Sciencemadness Discussion Board - Equilibrium constant question

Equilibrium constant question

SunriseSunset - 11-1-2016 at 02:11

So my book has an equilibrium constant of = 1.5

The equilibrium favors the products.

Then it says, calculate the percentage of each at equilibrium. In the answer key it has: reactants = 40% and products = 60%.

I'm wondering how you figure out these percentages; based off only having an equilibrium constant to use? Because they don't show me the equation. I'm feeling pretty stupid.

The reaction is this: Keq = [products]/[reactants]. Unimulecular reaction if I'm not mistaken. It's simply using Axial and Equatorial isomers as the example to work with.

blogfast25 - 11-1-2016 at 02:43

Quote: Originally posted by SunriseSunset

So my book has an equilibrium constant of = 1.5

The equilibrium favors the products.

Then it says, calculate the percentage of each at equilibrium. In the answer key it has: reactants = 40% and products = 60%.

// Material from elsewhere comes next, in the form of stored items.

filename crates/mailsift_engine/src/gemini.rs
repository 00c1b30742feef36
use engine_logging::{engine_debug, engine_warn};
use serde::{Deserialize, Serialize};
use serde_json::{json, Value};
use thiserror::Error;

use crate::email::parse_email_payload;
use crate::ExtractorSettings;

#[derive(Debug, Error)]
pub enum ExtractError {
    #[error("request failed: {0}")]
    Request(#[from] reqwest::Error),
    #[error("http status {status}: {body}")]
    HttpStatus { status: u16, body: String },
    #[error("response is not valid JSON: {0}")]
    Json(#[from] serde_json::Error),
}

/// Turns a URL into the email addresses found on that page.
#[async_trait::async_trait]
pub trait EmailExtractor: Send + Sync {
    async fn extract(&self, url: &str) -> Result<Vec<String>, ExtractError>;
}

pub fn build_prompt(url: &str) -> String {
    format!(
        "You are an expert web scraper. Extract every email address from the content of the website at this URL: {url}\n\
         \n\
         Do not guess or invent email addresses. Only return addresses that are explicitly present in the website's content.\n\
         \n\
         If no emails are found, return an empty list. Respond ONLY with a JSON object that matches the provided schema."
    )
}

fn response_schema() -> Value {
    json!({
        "type": "OBJECT",
        "properties": {
            "emails": {
                "type": "ARRAY",
                "description": "A list of email addresses found on the webpage.",
                "items": { "type": "STRING" }
            }
        },
        "required": ["emails"]
    })
}

#[derive(Debug, Serialize)]
#[serde(rename_all = "camelCase")]
struct GenerateContentRequest {
    contents: Vec<RequestContent>,
    generation_config: GenerationConfig,
}

#[derive(Debug, Serialize)]
struct RequestContent {
    role: &'static str,
    parts: Vec<RequestPart>,
}

#[derive(Debug, Serialize)]
struct RequestPart {
    text: String,
}

#[derive(Debug, Serialize)]
#[serde(rename_all = "camelCase")]
struct GenerationConfig {
    response_mime_type: &'static str,
    response_schema: Value,
}

#[derive(Debug, Deserialize)]
struct GenerateContentResponse {
    #[serde(default)]
    candidates: Vec<Candidate>,
}

#[derive(Debug, Deserialize)]
struct Candidate {
    content: Option<CandidateContent>,
}

#[derive(Debug, Deserialize)]
struct CandidateContent {
    #[serde(default)]
    parts: Vec<CandidatePart>,
}

#[derive(Debug, Deserialize)]
struct CandidatePart {
    text: Option<String>,
}

impl GenerateContentResponse {
    /// Concatenated text of the first candidate.
    fn text(&self) -> String {
        self.candidates
            .first()
            .and_then(|candidate| candidate.content.as_ref())
            .map(|content| {
                content
                    .parts
                    .iter()
                    .filter_map(|part| part.text.as_deref())
                    .collect::<String>()
            })
            .unwrap_or_default()
    }
}

/// Gemini `generateContent` client constrained to a `{ emails: [string] }` answer.
#[derive(Debug, Clone)]
pub struct GeminiExtractor {
    client: reqwest::Client,
    settings: ExtractorSettings,
}

impl GeminiExtractor {
    pub fn new(settings: ExtractorSettings) -> Result<Self, ExtractError> {
        let client = reqwest::Client::builder()
            .connect_timeout(settings.connect_timeout)
            .timeout(settings.request_timeout)
            .build()?;
        Ok(Self { client, settings })
    }

    fn endpoint(&self) -> String {
        format!(
            "{}/models/{}:generateContent",
            self.settings.base_url.trim_end_matches('/'),
            self.settings.model
        )
    }

    /// Runs one extraction and reports every failure.
    pub async fn try_extract(&self, url: &str) -> Result<Vec<String>, ExtractError> {
        let request = GenerateContentRequest {
            contents: vec![RequestContent {
                role: "user",
                parts: vec![RequestPart {
                    text: build_prompt(url),
                }],
            }],
            generation_config: GenerationConfig {
                response_mime_type: "application/json",
                response_schema: response_schema(),
            },
        };

        let response = self
            .client
            .post(self.endpoint())
            .header("x-goog-api-key", &self.settings.api_key)
            .json(&request)
            .send()
            .await?;

        let status = response.status();
        if !status.is_success() {
            let body = response.text().await.unwrap_or_default();
            return Err(ExtractError::HttpStatus {
                status: status.as_u16(),
                body,
            });
        }

        let body = response.text().await?;
        let parsed: GenerateContentResponse = serde_json::from_str(&body)?;
        let text = parsed.text();
        let text = text.trim();
        if text.is_empty() {
            engine_warn!("Gemini returned an empty response for URL: {}", url);
            return Ok(Vec::new());
        }

        let emails = parse_email_payload(text)?;
        engine_debug!("Gemini returned {} valid emails for {}", emails.len(), url);
        Ok(emails)
    }
}

#[async_trait::async_trait]
impl EmailExtractor for GeminiExtractor {
    async fn extract(&self, url: &str) -> Result<Vec<String>, ExtractError> {
        match self.try_extract(url).await {
            Ok(emails) => Ok(emails),
            Err(err) if self.settings.report_failures => Err(err),
            Err(err) => {
                engine_warn!("Error scraping emails from {}: {}", url, err);
                Ok(Vec::new())
            }
        }
    }
}

#[cfg(test)]
mod tests {
    use super::*;

    #[test]
    fn prompt_embeds_url_and_forbids_guessing() {
        let prompt = build_prompt("https://example.com/contact");
        assert!(prompt.contains("https://example.com/contact"));
        assert!(prompt.contains("Do not guess"));
        assert!(prompt.contains("JSON"));
    }

    #[test]
    fn response_text_joins_parts_of_first_candidate() {
        let response: GenerateContentResponse = serde_json::from_value(json!({
            "candidates": [
                { "content": { "parts": [ { "text": "{\"emails\": [" }, { "text": "\"a@b.com\"]}" } ] } },
                { "content": { "parts": [ { "text": "ignored" } ] } }
            ]
        }))
        .unwrap();
        assert_eq!(response.text(), "{\"emails\": [\"a@b.com\"]}");
    }

    #[test]
    fn response_without_candidates_has_empty_text() {
        let response: GenerateContentResponse = serde_json::from_value(json!({})).unwrap();
        assert_eq!(response.text(), "");
    }

    #[test]
    fn endpoint_uses_model_and_trims_slash() {
        let mut settings = ExtractorSettings::new("k");
        settings.base_url = "http://localhost:1234/v1beta/".into();
        settings.model = "m-1".into();
        let extractor = GeminiExtractor::new(settings).unwrap();
        assert_eq!(extractor.endpoint(), "http://localhost:1234/v1beta/models/m-1:generateContent");
    }
}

I'm wondering how you figure out these percentages; based off only having an equilibrium constant to use? Because they don't show me the equation. I'm feeling pretty stupid.

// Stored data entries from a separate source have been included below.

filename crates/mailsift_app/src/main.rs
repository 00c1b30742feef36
mod platform;

fn main() -> anyhow::Result<()> {
    platform::run_app()
}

The reaction is this: Keq = [products]/[reactants]. Unimulecular reaction if I'm not mistaken. It's simply using Axial and Equatorial isomers as the example to work with.

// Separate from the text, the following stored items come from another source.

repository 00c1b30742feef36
//! egui views. Each function draws from the view model and pushes the user's
//! intents as `Msg`s; none of them touch `AppState` directly.

mod results;
mod upload;

use eframe::egui::{self, Color32, RichText};
use mailsift_core::{AppViewModel, Msg};

pub fn draw(ui: &mut egui::Ui, view: &AppViewModel, intents: &mut Vec<Msg>) {
    header(ui);
    ui.add_space(12.0);

    if let Some(error) = &view.error {
        error_banner(ui, error);
        ui.add_space(8.0);
    }
    if let Some(notice) = &view.notice {
        ui.label(RichText::new(notice).weak());
        ui.add_space(8.0);
    }

    if view.is_processing() {
        progress(ui, view.progress_message.as_deref());
    } else if view.has_results() {
        results::draw(ui, view, intents);
    } else {
        upload::draw(ui, intents);
    }
}

fn header(ui: &mut egui::Ui) {
    ui.vertical_centered(|ui| {
        ui.heading(RichText::new("AI Email Scraper").size(28.0).strong());
        ui.label(
            "Upload an Excel file with website URLs, and Gemini will extract the email addresses for you.",
        );
    });
}

fn error_banner(ui: &mut egui::Ui, message: &str) {
    let fill = Color32::from_rgb(0x45, 0x1a, 0x1a);
    egui::Frame::new()
        .fill(fill)
        .stroke(egui::Stroke::new(1.0, ui.visuals().error_fg_color))
        .corner_radius(6.0)
        .inner_margin(10.0)
        .show(ui, |ui| {
            ui.set_width(ui.available_width());
            ui.colored_label(ui.visuals().error_fg_color, RichText::new("Error").strong());
            ui.label(message);
        });
}

fn progress(ui: &mut egui::Ui, message: Option<&str>) {
    ui.add_space(32.0);
    ui.vertical_centered(|ui| {
        ui.add(egui::Spinner::new().size(36.0));
        ui.add_space(8.0);
        if let Some(message) = message {
            ui.label(RichText::new(message).strong());
        }
        ui.label(RichText::new("This may take a while for large files.").weak());
    });
}
//! MailSift core: pure state machine and view-model helpers.
mod effect;
mod msg;
mod state;
mod update;
mod view_model;

pub use effect::Effect;
pub use msg::{Msg, RecordOutcome, SavedExport, WorkbookSource};
pub use state::{AppState, Phase, RecordId, RecordStatus, ScrapeResult};
pub use update::{update, NO_URLS_MESSAGE, READING_MESSAGE};
pub use view_model::{AppViewModel, ResultRowView};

It seems like a pretty poorly formulated question.

Assume unimolecular: A < === > B

Say you start from 100 mol A, then at equilibrium x mol have reacted away, and B = x mol.

Then:

$$K=\frac{[B]}{[A]}$$

$$\frac{x}{100-x}=1.5$$

$$x=150-1.5x$$

$$x=\frac{150}{2.5}$$

$$x=60$$

That is 60 % conversion.

[Edited on 11-1-2016 by blogfast25]

SunriseSunset - 11-1-2016 at 10:40

That would mean that the starting material is in 1 part and the product is 1.5 parts. (2.5 total)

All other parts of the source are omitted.